Left-Over Neanderthal DNA Affects Our Vulnerability To COVID-19

Biden recently called Texas “Neanderthal” (pronounced “ne-ander-TALL,” not “THall”) for doing away with pandemic restrictions. Texas did so because it has seen a sharp decline in COVID-19, and it just reported its first day with no COVID-19 deaths. Maybe Biden is right, who knows? But maybe Texan’s residual Neanderthal genes could explain its drop in infections and deaths.

Neanderthals evolved in Western Eurasia about half a million years ago and died out around 40,000 years ago, but they did leave a bit behind. In the past decade, sequencing of DNA extracted from fossils and other samples from ancient hominids have shown that Neanderthals and Homo sapiens co-existed, and even consorted, producing hybrid offspring. Almost half of the Neanderthal genome still survives, scattered among almost all modern people’s DNA. The exception is those with mostly Sub-Saharan African ancestors, since Neanderthals seem never to have lived in Africa.

Such ancient genes in modern humans have been associated with things like hairiness and fat metabolism. Some of the left over Neanderthal genes also are linked with how our system affects things like risk of lupus, Crohn's disease, allergies, and diabetes. A pair of recent papers now suggests that COVID-19 belongs on that list as well. Two long stretches of DNA we inherited from Neanderthals, appear to confer either resistance or susceptibility to severe COVID-19.

Researchers at the Max Planck Institute for Evolutionary Anthropology in Leipzig, where research on Neanderthal DNA was pioneered, published in the Journal Nature last September that one Neanderthal DNA string on human chromosome 3 provides the major genetic risk factor for serious COVID-19 illness (other non-genetic risk factors include co-morbid conditions such as age, being male, obesity, diabetes, etc.). Those who carry one copy of that archaic DNA sequence have a 2-fold risk of a trip to the ICU upon infection. Those who have two copies of that sequence, one from each parent, have another doubling of risk for serious disease. The distribution of that ancient sequence around the world is uneven, possibly explaining regional differences in the incidence of severe COVID-19. In Bangladesh, 63% of Bengalis carry at least one copy, whereas it is found in only about 16% of Europeans. Not surprisingly, it is almost absent in Africa, and more surprisingly, rare in large areas of Eastern Asia. One can only speculate that it also might be rare in Texans.
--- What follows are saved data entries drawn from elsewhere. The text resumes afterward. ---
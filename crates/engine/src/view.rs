use std::collections::{BTreeMap, HashMap, HashSet};
use std::fmt;
use std::str::FromStr;

use orglens_core::{PersonRecord, SourceKey, SourceSystem};
use serde::Serialize;

use crate::error::EngineError;
use crate::index::Index;
use crate::query::{self, QueryFilter};

// ---------------------------------------------------------------------------
// View names
// ---------------------------------------------------------------------------

#[derive(Debug, Clone, PartialEq, Eq)]
pub enum ViewName {
    Source(SourceSystem),
    Organizational,
    Department,
    Leadership,
    Managers,
}

impl FromStr for ViewName {
    type Err = EngineError;

    fn from_str(s: &str) -> Result<Self, Self::Err> {
        if let Some(system) = s.strip_prefix("source:") {
            if system.is_empty() {
                return Err(EngineError::UnknownView(s.to_string()));
            }
            return Ok(Self::Source(SourceSystem::from(system.to_string())));
        }
        match s {
            "organizational" => Ok(Self::Organizational),
            "department" => Ok(Self::Department),
            "leadership" => Ok(Self::Leadership),
            "managers" => Ok(Self::Managers),
            _ => Err(EngineError::UnknownView(s.to_string())),
        }
    }
}

impl fmt::Display for ViewName {
    fn fmt(&self, f: &mut fmt::Formatter<'_>) -> fmt::Result {
        match self {
            Self::Source(system) => write!(f, "source:{system}"),
            Self::Organizational => write!(f, "organizational"),
            Self::Department => write!(f, "department"),
            Self::Leadership => write!(f, "leadership"),
            Self::Managers => write!(f, "managers"),
        }
    }
}

// ---------------------------------------------------------------------------
// Projections
// ---------------------------------------------------------------------------

/// A named, read-only projection of one index snapshot. Recomputed on every
/// call; never cached across ingestion cycles and never fed back into the
/// index.
#[derive(Debug, Clone, Serialize)]
#[serde(tag = "view", rename_all = "snake_case")]
pub enum View {
    Source(SourceView),
    Organizational(OrgView),
    Department(DepartmentView),
    Leadership(RecordListView),
    Managers(RecordListView),
}

/// Source-preserving projection: one system's records exactly as ingested.
#[derive(Debug, Clone, Serialize)]
pub struct SourceView {
    pub system: SourceSystem,
    /// Insertion order, as the snapshot delivered them.
    pub records: Vec<PersonRecord>,
    /// Ladder only: the native level-ordered structure, ascending. Never
    /// flattened or reordered.
    #[serde(skip_serializing_if = "Option::is_none")]
    pub levels: Option<Vec<LadderLevel>>,
}

#[derive(Debug, Clone, Serialize)]
pub struct LadderLevel {
    pub level: u8,
    pub records: Vec<PersonRecord>,
}

/// Parent/children forest over orgchart-sourced records.
#[derive(Debug, Clone, Serialize)]
pub struct OrgView {
    pub roots: Vec<OrgNode>,
    /// Records whose `reports_to` resolves to nothing in this snapshot.
    pub dangling: Vec<DanglingLink>,
    /// Records unreachable from any root: their reporting chain loops.
    pub cyclic: Vec<SourceKey>,
}

#[derive(Debug, Clone, Serialize)]
pub struct OrgNode {
    pub record: PersonRecord,
    pub children: Vec<OrgNode>,
}

#[derive(Debug, Clone, Serialize)]
pub struct DanglingLink {
    pub record: SourceKey,
    pub reports_to: SourceKey,
}

#[derive(Debug, Clone, Serialize)]
pub struct DepartmentView {
    pub departments: BTreeMap<String, Vec<PersonRecord>>,
}

#[derive(Debug, Clone, Serialize)]
pub struct RecordListView {
    pub records: Vec<PersonRecord>,
}

// ---------------------------------------------------------------------------
// Materialization
// ---------------------------------------------------------------------------

pub fn materialize(index: &Index, name: &ViewName) -> View {
    match name {
        ViewName::Source(system) => View::Source(source_view(index, system)),
        ViewName::Organizational => View::Organizational(org_view(index)),
        ViewName::Department => View::Department(department_view(index)),
        ViewName::Leadership => View::Leadership(RecordListView {
            records: query::run(
                index,
                &QueryFilter {
                    is_leadership: Some(true),
                    ..QueryFilter::default()
                },
            ),
        }),
        ViewName::Managers => View::Managers(RecordListView {
            records: query::run(
                index,
                &QueryFilter {
                    is_manager: Some(true),
                    ..QueryFilter::default()
                },
            ),
        }),
    }
}

fn source_view(index: &Index, system: &SourceSystem) -> SourceView {
    let records: Vec<PersonRecord> = index.system(system).into_iter().cloned().collect();

    let levels = if *system == SourceSystem::Ladder {
        let mut by_level: BTreeMap<u8, Vec<PersonRecord>> = BTreeMap::new();
        for record in &records {
            if let Some(level) = record.level {
                by_level.entry(level).or_default().push(record.clone());
            }
        }
        Some(
            by_level
                .into_iter()
                .map(|(level, records)| LadderLevel { level, records })
                .collect(),
        )
    } else {
        None
    };

    SourceView {
        system: system.clone(),
        records,
        levels,
    }
}

fn org_view(index: &Index) -> OrgView {
    let records = index.system(&SourceSystem::OrgChart);

    let mut children: HashMap<&SourceKey, Vec<&PersonRecord>> = HashMap::new();
    let mut roots: Vec<&PersonRecord> = Vec::new();
    let mut dangling = Vec::new();

    for &record in &records {
        match &record.reports_to {
            None => roots.push(record),
            Some(parent) => match index.get(parent) {
                Some(_) => children.entry(parent).or_default().push(record),
                None => {
                    // Broken link: report it and keep the record visible as
                    // a root rather than losing it from the projection.
                    dangling.push(DanglingLink {
                        record: record.key.clone(),
                        reports_to: parent.clone(),
                    });
                    roots.push(record);
                }
            },
        }
    }

    let mut visited: HashSet<SourceKey> = HashSet::new();
    let root_nodes: Vec<OrgNode> = roots
        .iter()
        .map(|record| build_node(record, &children, &mut visited))
        .collect();

    // Anything never reached from a root sits behind a reports_to cycle.
    let cyclic: Vec<SourceKey> = records
        .iter()
        .filter(|r| !visited.contains(&r.key))
        .map(|r| r.key.clone())
        .collect();

    OrgView {
        roots: root_nodes,
        dangling,
        cyclic,
    }
}

fn build_node(
    record: &PersonRecord,
    children: &HashMap<&SourceKey, Vec<&PersonRecord>>,
    visited: &mut HashSet<SourceKey>,
) -> OrgNode {
    visited.insert(record.key.clone());
    let child_nodes = children
        .get(&record.key)
        .map(|kids| {
            let mut nodes = Vec::new();
            for kid in kids {
                // Visited-set guard: a malformed snapshot can point two
                // parents at one record; walk it once.
                if !visited.contains(&kid.key) {
                    nodes.push(build_node(kid, children, visited));
                }
            }
            nodes
        })
        .unwrap_or_default();
    OrgNode {
        record: record.clone(),
        children: child_nodes,
    }
}

fn department_view(index: &Index) -> DepartmentView {
    let departments = index
        .departments()
        .map(|(name, records)| (name.clone(), records.into_iter().cloned().collect()))
        .collect();
    DepartmentView { departments }
}

// ---------------------------------------------------------------------------
// Tests
// ---------------------------------------------------------------------------
//! `orglens-engine` — Hierarchy aggregation and cross-reference resolution.
//!
//! Pure engine crate: receives raw snapshot records, normalizes them into
//! the canonical schema, builds an immutable federated index, and infers
//! same-person clusters across source systems with explainable confidence
//! scores. No CLI dependencies; adapters and transport live elsewhere.

pub mod config;
pub mod cycle;
pub mod engine;
pub mod error;
pub mod index;
pub mod normalize;
pub mod query;
pub mod report;
pub mod resolve;
pub mod similarity;
pub mod snapshot;
pub mod view;

pub use config::EngineConfig;
pub use cycle::{run_cycle, CycleBudget, CycleOutcome, SnapshotBatch};
pub use engine::Engine;
pub use error::EngineError;
pub use index::{Index, IndexBuilder, IndexStore};
pub use query::QueryFilter;
pub use resolve::{resolve, ResolutionOutcome};
pub use view::{View, ViewName};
How the gene affects COVID-19 severity is not known, but one gene within the sequence encodes a protein that interacts with the cell receptors used by the CoV-2 virus to enter cells. The sequence is also thought to affect cytokine production. An over-exuberant cytokine “storm” response to infection is one way that COVID-19 leads to severe disease. It is interesting that such a cytokine response is protective against cholera and that cholera has long been a problem in Bangladesh and India. That could explain why this specific Neanderthal DNA sequence has been fixed at a high frequency in the genomes of those populations—it confers a survival advantage to an endemic infectious disease. This is reminiscent of why the sickle cell genetic trait is prevalent in Sub-Saharan Africa. That genetic trait protects carriers against malaria, so it confers a survival advantage to people living in areas endemic with malaria.

The second study, published by the same lab in February in the Proceedings of the National Academy of Sciences links another Neanderthal DNA sequence found on human chromosome 12 to protection from serious disease. Carriers of this sequence are 22% less likely to develop serious disease. About 25-35% of the population in Eurasia carries at least one copy of the sequence, while about 50% in Vietnam and Eastern China do. Even before this area of chromosome 12 was discovered to come from Neanderthals, a gene in the area was known to hinder spread of RNA viruses like CoV-1 (SARS), West Nile virus, hepatitis C, and perhaps CoV-2. It instructs cells to commit suicide when they are infected by one of these viruses, hence reducing the viral load the infected cell can pump out.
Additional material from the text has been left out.